> Exercise goal: Count, in the entries below, the lines in which "reused" occurs. Give the number, nothing more.

[Saved data entries]
━━━━━━━━━━

//! Driver-free lifecycle tests.
//!
//! Exercises the timeline, submission tracking, deferred destruction and
//! memory reclamation together, with plain integers standing in for fences
//! and raw handle values standing in for driver objects.

use ash::vk::{self, Handle};

use gpu_hal::backend::vulkan::allocator::{MemoryAllocator, MemoryDevice};
use gpu_hal::backend::vulkan::deleter::{DeferredHandle, FencedDeleter};
use gpu_hal::backend::vulkan::submission::{SubmissionTracker, Timeline};
use gpu_hal::{GpuError, Serial};

use std::cell::{Cell, RefCell};

#[derive(Default)]
struct RecordingDevice {
    next_handle: Cell<u64>,
    freed: RefCell<Vec<vk::DeviceMemory>>,
}

impl MemoryDevice for RecordingDevice {
    unsafe fn allocate_device_memory(
        &self,
        _size: u64,
        _memory_type_index: u32,
    ) -> Result<vk::DeviceMemory, GpuError> {
        let raw = self.next_handle.get() + 1;
        self.next_handle.set(raw);
        Ok(vk::DeviceMemory::from_raw(raw))
    }

    unsafe fn free_device_memory(&self, memory: vk::DeviceMemory) {
        self.freed.borrow_mut().push(memory);
    }
}

fn memory_properties() -> vk::PhysicalDeviceMemoryProperties {
    let mut properties = vk::PhysicalDeviceMemoryProperties {
        memory_type_count: 1,
        ..Default::default()
    };
    properties.memory_types[0] = vk::MemoryType {
        property_flags: vk::MemoryPropertyFlags::DEVICE_LOCAL,
        heap_index: 0,
    };
    properties
}

fn requirements(size: u64) -> vk::MemoryRequirements {
    vk::MemoryRequirements {
        size,
        alignment: 256,
        memory_type_bits: 0b1,
    }
}

#[test]
fn handle_dropped_before_first_submission_is_destroyed_immediately() {
    let timeline = Timeline::new();
    let mut deleter = FencedDeleter::new();

    let handle = DeferredHandle::Image(vk::Image::from_raw(42));
    // Nothing was ever submitted: the GPU cannot reference the handle.
    assert_eq!(deleter.delete_when_unused(handle, &timeline), Some(handle));
    assert_eq!(deleter.pending_count(), 0);
}

#[test]
fn serials_advance_and_complete_in_submission_order() {
    let timeline = Timeline::new();
    let mut tracker: SubmissionTracker<u32> = SubmissionTracker::new();

    assert_eq!(tracker.submit(0, &timeline), Serial::from_raw(1));
    assert_eq!(tracker.submit(1, &timeline), Serial::from_raw(2));
    assert_eq!(tracker.submit(2, &timeline), Serial::from_raw(3));
    assert_eq!(timeline.last_submitted(), Serial::from_raw(3));
    assert_eq!(timeline.completed(), Serial::ZERO);

    // Only the first two fences have signaled. The poll must stop at the
    // third and report exactly serial 2 as the watermark.
    let retired = tracker
        .poll(&timeline, |&fence| Ok::<_, ()>(fence < 2))
        .unwrap();
    assert_eq!(retired, vec![0, 1]);
    assert_eq!(timeline.completed(), Serial::from_raw(2));
}

#[test]
fn dropped_resource_is_reclaimed_exactly_when_its_serial_completes() {
    let timeline = Timeline::new();
    let mut tracker: SubmissionTracker<u32> = SubmissionTracker::new();
    let mut deleter = FencedDeleter::new();
    let device = RecordingDevice::default();
    let mut allocator = MemoryAllocator::with_block_size(memory_properties(), 4096);

    // A resource created, used by submission 1, then dropped while
    // submission 2 is still recording.
    let allocation = allocator.allocate(&device, requirements(4096), false).unwrap();
    tracker.submit(0, &timeline); // serial 1

    let image = DeferredHandle::Image(vk::Image::from_raw(7));
    assert!(deleter.delete_when_unused(image, &timeline).is_none());
    allocator.free(allocation, timeline.pending_serial());
    let tag = timeline.pending_serial();
    assert_eq!(tag, Serial::from_raw(2));

    // Serial 1 completes. The drop was tagged with serial 2, so nothing may
    // be reclaimed yet.
    tracker.poll(&timeline, |_| Ok::<_, ()>(true)).unwrap();
    assert_eq!(timeline.completed(), Serial::from_raw(1));
    allocator.tick(&device, timeline.completed());
    assert_eq!(deleter.pending_count(), 1);
    assert_eq!(allocator.block_count(), 1);
    assert!(device.freed.borrow().is_empty());

    // The tagged submission happens and completes; now everything goes.
    tracker.submit(1, &timeline); // serial 2
    tracker.poll(&timeline, |_| Ok::<_, ()>(true)).unwrap();
    assert_eq!(timeline.completed(), Serial::from_raw(2));
    allocator.tick(&device, timeline.completed());
    assert_eq!(allocator.block_count(), 0);
    assert_eq!(device.freed.borrow().len(), 1);
    // The queued handle's tag is now at or below the watermark, so the next
    // deleter tick on the real device would destroy it.
    assert_eq!(deleter.oldest_serial(), Some(Serial::from_raw(2)));
    assert!(deleter.oldest_serial().unwrap() <= timeline.completed());
}

#[test]
fn allocator_reuses_reclaimed_regions() {
    let timeline = Timeline::new();
    let mut tracker: SubmissionTracker<u32> = SubmissionTracker::new();
    let device = RecordingDevice::default();
    let mut allocator = MemoryAllocator::with_block_size(memory_properties(), 8192);

    let keep = allocator.allocate(&device, requirements(1024), false).unwrap();
    let dead = allocator.allocate(&device, requirements(1024), false).unwrap();
    assert_eq!(allocator.block_count(), 1);

    tracker.submit(0, &timeline);
    allocator.free(dead, timeline.pending_serial());
    tracker.submit(1, &timeline);
    tracker.poll(&timeline, |_| Ok::<_, ()>(true)).unwrap();
    allocator.tick(&device, timeline.completed());

    // The reclaimed region satisfies a new request without a second block.
    let reused = allocator.allocate(&device, requirements(1024), false).unwrap();
    assert_eq!(allocator.block_count(), 1);
    assert_eq!(reused.memory(), keep.memory());
}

━━━━━━━━━━

> Expected answer: 2